Zentrales Element für die Annahme einer Vertreterbeziehung ist unter dem Doppelbesteuerungsabkommen (DBA) Schweiz–Deutschland bspw. der Besitz einer Vollmacht, für das vertretene Unternehmen rechtsverbindlich Verträge abzuschliessen, welche die eigentliche Geschäftstätigkeit des vertretenen Unternehmens umfassen.

i. Fiskalvertretung: Steuerpflichtige Personen ohne Wohn- oder Geschäftssitz im Inland haben für die Erfüllung ihrer Verfahrenspflichten eine Vertretung zu bestimmen, die im Inland Wohn- oder Geschäftssitz hat (Art. 67 Abs. 1 MWSTG). Sofern sich die AGD dazu entschliesst eine Unterstellungserklärung Ausland zu beantragen (siehe oben), ist sie verpflichtet, einen Steuervertreter (sog. «Fiskalvertreter») zu bestimmen.
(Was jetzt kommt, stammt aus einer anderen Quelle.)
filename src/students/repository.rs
//! # Student Store
//!
//! Ordered, process-lifetime collection of records behind a repository
//! trait so handlers never reach for global state.

use std::sync::RwLock;

use super::errors::{StudentError, StudentResult};
use super::record::StudentRecord;

/// Student repository trait
///
/// Abstracts storage operations for the roster.
pub trait StudentRepository: Send + Sync {
    /// All records in insertion order
    fn all(&self) -> StudentResult<Vec<StudentRecord>>;

    /// Append a record at the end. Ids are not checked for uniqueness.
    fn append(&self, record: StudentRecord) -> StudentResult<()>;

    /// First record whose id matches
    fn find_by_id(&self, id: i64) -> StudentResult<Option<StudentRecord>>;

    /// Drop every record and install `records` in their place
    fn replace_all(&self, records: Vec<StudentRecord>) -> StudentResult<()>;

    /// Number of records held
    fn len(&self) -> StudentResult<usize>;

    fn is_empty(&self) -> StudentResult<bool> {
        Ok(self.len()? == 0)
    }
}

/// In-memory student repository
#[derive(Debug, Default)]
pub struct InMemoryStudentRepository {
    students: RwLock<Vec<StudentRecord>>,
}

impl InMemoryStudentRepository {
    pub fn new() -> Self {
        Self::default()
    }

    /// Repository pre-filled with `records`
    pub fn with_records(records: Vec<StudentRecord>) -> Self {
        Self {
            students: RwLock::new(records),
        }
    }
}

fn poisoned() -> StudentError {
    StudentError::Storage("Lock poisoned".to_string())
}

impl StudentRepository for InMemoryStudentRepository {
    fn all(&self) -> StudentResult<Vec<StudentRecord>> {
        let students = self.students.read().map_err(|_| poisoned())?;
        Ok(students.clone())
    }

    fn append(&self, record: StudentRecord) -> StudentResult<()> {
        let mut students = self.students.write().map_err(|_| poisoned())?;
        students.push(record);
        Ok(())
    }

    fn find_by_id(&self, id: i64) -> StudentResult<Option<StudentRecord>> {
        let students = self.students.read().map_err(|_| poisoned())?;
        Ok(students.iter().find(|s| s.id == id).cloned())
    }

    fn replace_all(&self, records: Vec<StudentRecord>) -> StudentResult<()> {
        let mut students = self.students.write().map_err(|_| poisoned())?;
        *students = records;
        Ok(())
    }

    fn len(&self) -> StudentResult<usize> {
        let students = self.students.read().map_err(|_| poisoned())?;
        Ok(students.len())
    }
}
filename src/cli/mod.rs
//! CLI module
//!
//! Provides command-line interface for:
//! - serve: Load config, seed the Store, run the HTTP server
//! - token: Print an access token for a student id

mod args;
mod commands;
mod errors;
mod io;

pub use args::{Cli, Command};
pub use commands::{
    build_state, issue_token, load_config, load_seed, run, run_command, serve, token,
    TokenResponse,
};
pub use errors::{CliError, CliErrorCode, CliResult};
pub use io::write_json;
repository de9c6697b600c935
//! CLI command implementations
//!
//! `serve` loads configuration, seeds the Store and runs the HTTP server.
//! `token` mints an access token for `/students/me`.

use std::fs;
use std::path::Path;
use std::sync::Arc;

use serde::Serialize;

use crate::auth::JwtManager;
use crate::http_server::{HttpServer, HttpServerConfig, StudentsState};
use crate::observability::{init_logging, log_event, log_event_with_fields, Event};
use crate::students::{InMemoryStudentRepository, StudentList, StudentRecord};

use super::args::Command;
use super::errors::{CliError, CliResult};
use super::io::write_json;

/// Token printed by the `token` command
#[derive(Debug, Clone, Serialize)]
pub struct TokenResponse {
    pub access_token: String,
    pub token_type: String,
    pub expires_in: i64,
}

/// Load configuration from file.
///
/// A missing file yields the defaults; an unreadable or invalid one is
/// an error.
pub fn load_config(path: &Path) -> CliResult<HttpServerConfig> {
    if !path.exists() {
        return Ok(HttpServerConfig::default());
    }

    let content = fs::read_to_string(path)
        .map_err(|e| CliError::config_error(format!("Failed to read config: {}", e)))?;

    let config: HttpServerConfig = serde_json::from_str(&content)
        .map_err(|e| CliError::config_error(format!("Invalid config JSON: {}", e)))?;

    config.validate().map_err(CliError::config_error)?;

    Ok(config)
}

/// Load seed records, shaped like the JSON listing (`{"students": [...]}`)
pub fn load_seed(path: &Path) -> CliResult<Vec<StudentRecord>> {
    let content = fs::read_to_string(path).map_err(|e| {
        CliError::seed_error(format!("Failed to read seed file {}: {}", path.display(), e))
    })?;

    let list: StudentList = serde_json::from_str(&content)
        .map_err(|e| CliError::seed_error(format!("Invalid seed JSON: {}", e)))?;

    Ok(list.students)
}

/// Build roster state from configuration, seeding the Store if configured
pub fn build_state(config: &HttpServerConfig) -> CliResult<StudentsState> {
    let records = match &config.seed_path {
        Some(path) => load_seed(path)?,
        None => Vec::new(),
    };

    let count = records.len();
    let state =
        StudentsState::with_repository(config, InMemoryStudentRepository::with_records(records));

    if config.seed_path.is_some() {
        let count = count.to_string();
        log_event_with_fields(Event::StoreSeeded, &[("count", count.as_str())]);
    }

    Ok(state)
}

/// Run the CLI
pub fn run() -> CliResult<()> {
    let cli = super::args::Cli::parse_args();
    run_command(cli.command)
}

/// Run the appropriate command based on CLI args
pub fn run_command(cmd: Command) -> CliResult<()> {
    match cmd {
        Command::Serve { config, port } => serve(&config, port),
        Command::Token { config, student_id } => token(&config, student_id),
    }
}

/// Start the HTTP server and block until shutdown
pub fn serve(config_path: &Path, port: Option<u16>) -> CliResult<()> {
    let mut config = load_config(config_path)?;
    if let Some(port) = port {
        config.port = port;
    }

    init_logging(&config.logging);
    log_event(Event::BootStart);
    let path = config_path.display().to_string();
    log_event_with_fields(Event::ConfigLoaded, &[("path", path.as_str())]);

    let state = Arc::new(build_state(&config)?);
    let server = HttpServer::with_state(config, state);

    let rt = tokio::runtime::Runtime::new()
        .map_err(|e| CliError::boot_failed(format!("Failed to create tokio runtime: {}", e)))?;

    rt.block_on(async {
        server
            .start()
            .await
            .map_err(|e| CliError::boot_failed(format!("HTTP server failed: {}", e)))
    })?;

    Ok(())
}

/// Print an access token for `student_id`
pub fn token(config_path: &Path, student_id: i64) -> CliResult<()> {
    let response = issue_token(&load_config(config_path)?, student_id)?;
    write_json(&response)
}

/// Mint a token with the configured signing settings
pub fn issue_token(config: &HttpServerConfig, student_id: i64) -> CliResult<TokenResponse> {
    let manager = JwtManager::new(config.auth.jwt_config());
    let access_token = manager
        .issue(student_id)
        .map_err(|e| CliError::token_error(e.to_string()))?;

    Ok(TokenResponse {
        access_token,
        token_type: "bearer".to_string(),
        expires_in: manager.ttl_seconds(),
    })
}
//! # Student Errors
//!
//! Error types for the roster subsystem.

use axum::http::StatusCode;
use axum::response::{IntoResponse, Response};
use thiserror::Error;

/// Body returned for every rejected create.
pub const INVALID_PAYLOAD_MESSAGE: &str = "POSTed student data is incomplete or invalid";

/// Body returned when a search has no query.
pub const MISSING_QUERY_MESSAGE: &str = "\"query\" param must be provided";

/// Result type for roster operations
pub type StudentResult<T> = Result<T, StudentError>;

/// Roster errors
#[derive(Debug, Clone, PartialEq, Eq, Error)]
pub enum StudentError {
    // ==================
    // Validation Errors
    // ==================
    /// A required field was not submitted
    #[error("Missing required field: {0}")]
    IncompleteData(&'static str),

    /// A field did not coerce to its declared type
    #[error("Field '{field}' has invalid value '{value}'")]
    InvalidType { field: &'static str, value: String },

    // ==================
    // Lookup Errors
    // ==================
    /// No record with the requested id
    #[error("Student not found: {0}")]
    NotFound(String),

    /// A required query parameter was absent or empty
    #[error("Missing required parameter: {0}")]
    MissingParameter(&'static str),

    // ==================
    // Internal Errors
    // ==================
    /// Store could not be accessed
    #[error("Storage error: {0}")]
    Storage(String),
}

impl StudentError {
    /// Returns the HTTP status code for this error
    pub fn status_code(&self) -> StatusCode {
        match self {
            StudentError::IncompleteData(_) => StatusCode::BAD_REQUEST,
            StudentError::InvalidType { .. } => StatusCode::BAD_REQUEST,
            StudentError::MissingParameter(_) => StatusCode::BAD_REQUEST,
            StudentError::NotFound(_) => StatusCode::NOT_FOUND,
            StudentError::Storage(_) => StatusCode::INTERNAL_SERVER_ERROR,
        }
    }

    /// Whether the error came from validating a create payload
    pub fn is_validation(&self) -> bool {
        matches!(
            self,
            StudentError::IncompleteData(_) | StudentError::InvalidType { .. }
        )
    }

    /// Body sent to the client.
    ///
    /// Both validation failures collapse to the same message; the variant
    /// only matters for logs.
    pub fn public_message(&self) -> String {
        match self {
            StudentError::IncompleteData(_) | StudentError::InvalidType { .. } => {
                INVALID_PAYLOAD_MESSAGE.to_string()
            }
            StudentError::MissingParameter(_) => MISSING_QUERY_MESSAGE.to_string(),
            StudentError::NotFound(_) => String::new(),
            StudentError::Storage(_) => "Internal server error".to_string(),
        }
    }
}

impl IntoResponse for StudentError {
    fn into_response(self) -> Response {
        (self.status_code(), self.public_message()).into_response()
    }
}
use clap::Parser;
use fn_tour::app::demos;
use fn_tour::utils::logger;
use fn_tour::{CliConfig, OutputFormat, TourEngine, TourError, TourSettings};

fn main() {
    let config = CliConfig::parse();

    if config.list {
        for demo in demos::all() {
            println!("{:<20} {}", demo.name(), demo.description());
        }
        return;
    }

    // 初始化日誌
    if config.format == Some(OutputFormat::Json) {
        logger::init_json_logger();
    } else {
        logger::init_cli_logger(config.verbose);
    }

    tracing::info!("Starting fn-tour");
    if config.verbose {
        tracing::debug!("CLI config: {:?}", config);
    }

    if let Err(e) = run(&config) {
        tracing::error!(
            "❌ Tour failed: {} (Severity: {:?})",
            e,
            e.severity()
        );
        tracing::error!("💡 Recovery suggestion: {}", e.recovery_suggestion());

        eprintln!("❌ {}", e.user_friendly_message());
        eprintln!("💡 {}", e.recovery_suggestion());

        let exit_code = e.severity().exit_code();
        if exit_code > 0 {
            std::process::exit(exit_code);
        }
    }
}

fn run(config: &CliConfig) -> Result<(), TourError> {
    let settings = TourSettings::from_cli(config)?;
    if settings.monitor {
        tracing::info!("🔍 System monitoring enabled");
    }

    let engine = TourEngine::from_config(&settings)?.new_with_monitoring(settings.monitor);

    match settings.format {
        OutputFormat::Text => {
            engine.run_with(|report| println!("{}", report.to_text()))?;
        }
        OutputFormat::Json => {
            let report = engine.run()?;
            println!("{}", report.to_json()?);
        }
    }

    Ok(())
}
Das MWSTG stellt klar, dass die Fiskalvertretung für ausländische Steuerpflichtige nicht zu einer Betriebsstätte im Sinne der direkten Steuern führen sollte.
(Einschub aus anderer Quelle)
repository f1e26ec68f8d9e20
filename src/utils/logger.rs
use tracing_subscriber::{layer::SubscriberExt, util::SubscriberInitExt, EnvFilter};

pub fn init_cli_logger(verbose: bool) {
    let filter = if verbose {
        EnvFilter::try_from_default_env().unwrap_or_else(|_| EnvFilter::new("fn_tour=debug,info"))
    } else {
        EnvFilter::try_from_default_env().unwrap_or_else(|_| EnvFilter::new("fn_tour=info"))
    };

    tracing_subscriber::registry()
        .with(filter)
        .with(
            tracing_subscriber::fmt::layer()
                .with_writer(std::io::stderr)
                .with_target(false)
                .with_thread_ids(false)
                .with_file(false)
                .with_line_number(false)
                .compact(),
        )
        .init();
}

/// JSON 格式日誌，搭配 `--format json` 使用
pub fn init_json_logger() {
    let filter =
        EnvFilter::try_from_default_env().unwrap_or_else(|_| EnvFilter::new("fn_tour=info"));

    tracing_subscriber::registry()
        .with(filter)
        .with(
            tracing_subscriber::fmt::layer()
                .with_writer(std::io::stderr)
                .with_target(false)
                .with_thread_ids(false)
                .with_file(false)
                .with_line_number(false)
                .json(),
        )
        .init();
}
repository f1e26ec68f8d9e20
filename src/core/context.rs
use crate::domain::model::Person;
use std::cell::RefCell;
use std::fmt::Display;

/// 示範執行上下文：提供名單並收集輸出行
///
/// 輸出使用 `RefCell`，讓同一條 stream 上的多個閉包（例如 `peek` 與
/// `for_each`）可以同時借用上下文寫入。
#[derive(Debug)]
pub struct DemoContext {
    demo_name: String,
    roster: Vec<Person>,
    lines: RefCell<Vec<String>>,
}

impl DemoContext {
    pub fn new(demo_name: impl Into<String>, roster: Vec<Person>) -> Self {
        Self {
            demo_name: demo_name.into(),
            roster,
            lines: RefCell::new(Vec::new()),
        }
    }

    pub fn demo_name(&self) -> &str {
        &self.demo_name
    }

    /// 每次呼叫都回傳名單的新副本，示範之間互不影響
    pub fn roster(&self) -> Vec<Person> {
        self.roster.clone()
    }

    pub fn emit(&self, line: impl Display) {
        self.lines.borrow_mut().push(line.to_string());
    }

    /// 不換行輸出，接在上一行後面
    pub fn emit_inline(&self, text: impl Display) {
        let mut lines = self.lines.borrow_mut();
        match lines.last_mut() {
            Some(last) => last.push_str(&text.to_string()),
            None => lines.push(text.to_string()),
        }
    }

    pub fn separator(&self) {
        self.emit("==============================================");
    }

    pub fn line_count(&self) -> usize {
        self.lines.borrow().len()
    }

    pub fn lines(&self) -> Vec<String> {
        self.lines.borrow().clone()
    }

    pub fn into_lines(self) -> Vec<String> {
        self.lines.into_inner()
    }
}

#[cfg(test)]
mod tests {
    use super::*;
    use crate::domain::model::default_roster;

    #[test]
    fn test_emit_collects_lines_in_order() {
        let ctx = DemoContext::new("test", default_roster());
        ctx.emit(1);
        ctx.emit("two");

        assert_eq!(ctx.lines(), vec!["1".to_string(), "two".to_string()]);
        assert_eq!(ctx.demo_name(), "test");
    }

    #[test]
    fn test_emit_inline_appends_to_last_line() {
        let ctx = DemoContext::new("test", Vec::new());
        ctx.emit_inline("ha");
        ctx.emit_inline("ha");
        ctx.emit("next");

        assert_eq!(ctx.into_lines(), vec!["haha".to_string(), "next".to_string()]);
    }

    #[test]
    fn test_roster_is_a_fresh_copy() {
        let ctx = DemoContext::new("test", default_roster());
        let mut first = ctx.roster();
        first.clear();

        assert_eq!(ctx.roster().len(), 8);
    }
}
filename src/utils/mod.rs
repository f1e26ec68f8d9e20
pub mod error;
pub mod logger;
pub mod monitor;
pub mod validation;
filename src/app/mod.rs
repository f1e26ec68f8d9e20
pub mod demos;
ii.Warenlager: Gemäss geltender internationaler Steuerrechtspraxis, die bspw. auch auf das DBA Schweiz–Deutschland Anwendung findet, begründet der Bestand an Gütern oder Waren keine Betriebsstätte, wenn dieser zur Lagerung oder Auslieferung unterhalten wird. In der Regel werden solche Lager von Dritten unterhalten (bspw. Spediteur), weshalb sich die Statuierung eine Betriebsstätte vor vorneherein grundsätzlich nicht stellen sollte. Problematisch wäre es dagegen, wenn die AGD einer aktiven Verkaufstätigkeit einschliesslich Vertragsabschluss in derselben festen Geschäftseinrichtung nachginge.
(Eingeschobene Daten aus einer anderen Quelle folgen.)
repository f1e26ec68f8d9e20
use crate::app::demos;
use crate::core::context::DemoContext;
use crate::domain::model::Person;
use crate::domain::ports::{ConfigProvider, Demo};
use crate::utils::error::Result;
use crate::utils::monitor::SystemMonitor;
use chrono::{DateTime, Utc};
use serde::Serialize;
use std::time::Instant;

/// 單一示範的輸出
#[derive(Debug, Clone, Serialize)]
pub struct DemoReport {
    pub name: String,
    pub lines: Vec<String>,
    pub duration_ms: u128,
}

impl DemoReport {
    pub fn to_text(&self) -> String {
        let mut text = format!("== {} ==", self.name);
        for line in &self.lines {
            text.push('\n');
            text.push_str(line);
        }
        text
    }
}

#[derive(Debug, Clone, Serialize)]
pub struct TourReport {
    pub tour_name: String,
    pub generated_at: DateTime<Utc>,
    pub demos: Vec<DemoReport>,
}

impl TourReport {
    pub fn to_text(&self) -> String {
        self.demos
            .iter()
            .map(DemoReport::to_text)
            .collect::<Vec<_>>()
            .join("\n")
    }

    pub fn to_json(&self) -> Result<String> {
        Ok(serde_json::to_string_pretty(self)?)
    }

    pub fn demo(&self, name: &str) -> Option<&DemoReport> {
        self.demos.iter().find(|d| d.name == name)
    }
}

/// 依序執行示範程序；任何一個失敗就中止並回傳錯誤
pub struct TourEngine {
    tour_name: String,
    roster: Vec<Person>,
    demos: Vec<Box<dyn Demo>>,
    monitor: SystemMonitor,
}

impl TourEngine {
    pub fn new(tour_name: impl Into<String>, roster: Vec<Person>, demos: Vec<Box<dyn Demo>>) -> Self {
        Self {
            tour_name: tour_name.into(),
            roster,
            demos,
            monitor: SystemMonitor::new(false),
        }
    }

    pub fn from_config<C: ConfigProvider>(config: &C) -> Result<Self> {
        let selected = match config.selected_demos() {
            Some(names) => demos::select(names)?,
            None => demos::all(),
        };
        Ok(Self::new(config.tour_name(), config.roster().to_vec(), selected))
    }

    pub fn new_with_monitoring(mut self, monitor_enabled: bool) -> Self {
        self.monitor = SystemMonitor::new(monitor_enabled);
        self
    }

    pub fn demo_names(&self) -> Vec<&'static str> {
        self.demos.iter().map(|d| d.name()).collect()
    }

    pub fn run(&self) -> Result<TourReport> {
        self.run_with(|_| {})
    }

    /// 每完成一個示範就呼叫 `on_demo`，讓呼叫端可以即時輸出
    pub fn run_with<F>(&self, mut on_demo: F) -> Result<TourReport>
    where
        F: FnMut(&DemoReport),
    {
        tracing::info!(
            "🚀 Starting tour '{}' with {} demos",
            self.tour_name,
            self.demos.len()
        );
        self.monitor.log_stats("start");

        let mut reports = Vec::with_capacity(self.demos.len());
        for demo in &self.demos {
            tracing::debug!("Running demo '{}': {}", demo.name(), demo.description());
            let started = Instant::now();

            let ctx = DemoContext::new(demo.name(), self.roster.clone());
            if let Err(e) = demo.run(&ctx) {
                tracing::error!("❌ Demo '{}' failed: {}", demo.name(), e);
                return Err(e);
            }

            let report = DemoReport {
                name: demo.name().to_string(),
                lines: ctx.into_lines(),
                duration_ms: started.elapsed().as_millis(),
            };
            tracing::debug!(
                "Demo '{}' produced {} lines in {}ms",
                report.name,
                report.lines.len(),
                report.duration_ms
            );
            self.monitor.log_stats(demo.name());

            on_demo(&report);
            reports.push(report);
        }

        self.monitor.log_final_stats();
        tracing::info!("✅ Tour '{}' completed", self.tour_name);

        Ok(TourReport {
            tour_name: self.tour_name.clone(),
            generated_at: Utc::now(),
            demos: reports,
        })
    }
}

#[cfg(test)]
mod tests {
    use super::*;
    use crate::domain::model::default_roster;
    use crate::utils::error::TourError;
    use std::cell::RefCell;
    use std::rc::Rc;

    struct MockDemo {
        name: &'static str,
        fail: bool,
        log: Rc<RefCell<Vec<&'static str>>>,
    }

    impl Demo for MockDemo {
        fn name(&self) -> &'static str {
            self.name
        }

        fn run(&self, ctx: &DemoContext) -> Result<()> {
            self.log.borrow_mut().push(self.name);
            ctx.emit(format!("{} saw {} persons", self.name, ctx.roster().len()));
            if self.fail {
                return Err(TourError::NoValuePresent);
            }
            Ok(())
        }
    }

    fn mock(name: &'static str, fail: bool, log: &Rc<RefCell<Vec<&'static str>>>) -> Box<dyn Demo> {
        Box::new(MockDemo {
            name,
            fail,
            log: Rc::clone(log),
        })
    }

    #[test]
    fn test_runs_demos_in_declared_order() {
        let log = Rc::new(RefCell::new(Vec::new()));
        let engine = TourEngine::new(
            "test",
            default_roster(),
            vec![mock("b", false, &log), mock("a", false, &log), mock("c", false, &log)],
        );

        let report = engine.run().unwrap();

        assert_eq!(*log.borrow(), vec!["b", "a", "c"]);
        assert_eq!(engine.demo_names(), vec!["b", "a", "c"]);
        assert_eq!(report.demos.len(), 3);
        assert_eq!(report.demo("a").unwrap().lines, vec!["a saw 8 persons"]);
    }

    #[test]
    fn test_error_stops_the_tour() {
        let log = Rc::new(RefCell::new(Vec::new()));
        let engine = TourEngine::new(
            "test",
            default_roster(),
            vec![mock("a", false, &log), mock("b", true, &log), mock("c", false, &log)],
        );

        let mut finished = Vec::new();
        let result = engine.run_with(|report| finished.push(report.name.clone()));

        assert!(matches!(result, Err(TourError::NoValuePresent)));
        assert_eq!(*log.borrow(), vec!["a", "b"]);
        assert_eq!(finished, vec!["a"]);
    }

    #[test]
    fn test_report_formats() {
        let log = Rc::new(RefCell::new(Vec::new()));
        let engine = TourEngine::new("formats", Vec::new(), vec![mock("only", false, &log)]);
        let report = engine.run().unwrap();

        assert_eq!(report.to_text(), "== only ==\nonly saw 0 persons");

        let json: serde_json::Value = serde_json::from_str(&report.to_json().unwrap()).unwrap();
        assert_eq!(json["tour_name"], "formats");
        assert_eq!(json["demos"][0]["lines"][0], "only saw 0 persons");
    }
}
iii. Zwischenfazit: Basierend auf den uns vorliegenden Informationen sollten die beabsichtigten Warenlieferungen an Einzelhandelskunden in der Schweiz keine Betriebsstätte für die AGD in der Schweiz begründen.

4.Fazit

Wie am vorliegenden Praxisbeispiel aufgezeigt wurde, sollte vorgängig eingehend geprüft werden, wie eine geplante unternehmerische Expansion in die Schweiz steueroptimal umgesetzt werden kann. Ggf. kann auch die Etablierung einer Schweizer Zweigniederlassung sinnvoll sein. Eine wirtschaftliche Zugehörigkeit für direktsteuerliche Zwecke in der Schweiz würde ggf. die Verlagerung von Unternehmensgewinnen in die Schweiz ermöglichen und damit zu einer tieferen Steuerquote führen. Es ist daher empfehlenswert, rechtzeitig eine individuelle Beratung betreffend die rechtssichere und optimale Gestaltung der Expansionspläne in die Schweiz in Anspruch zu nehmen.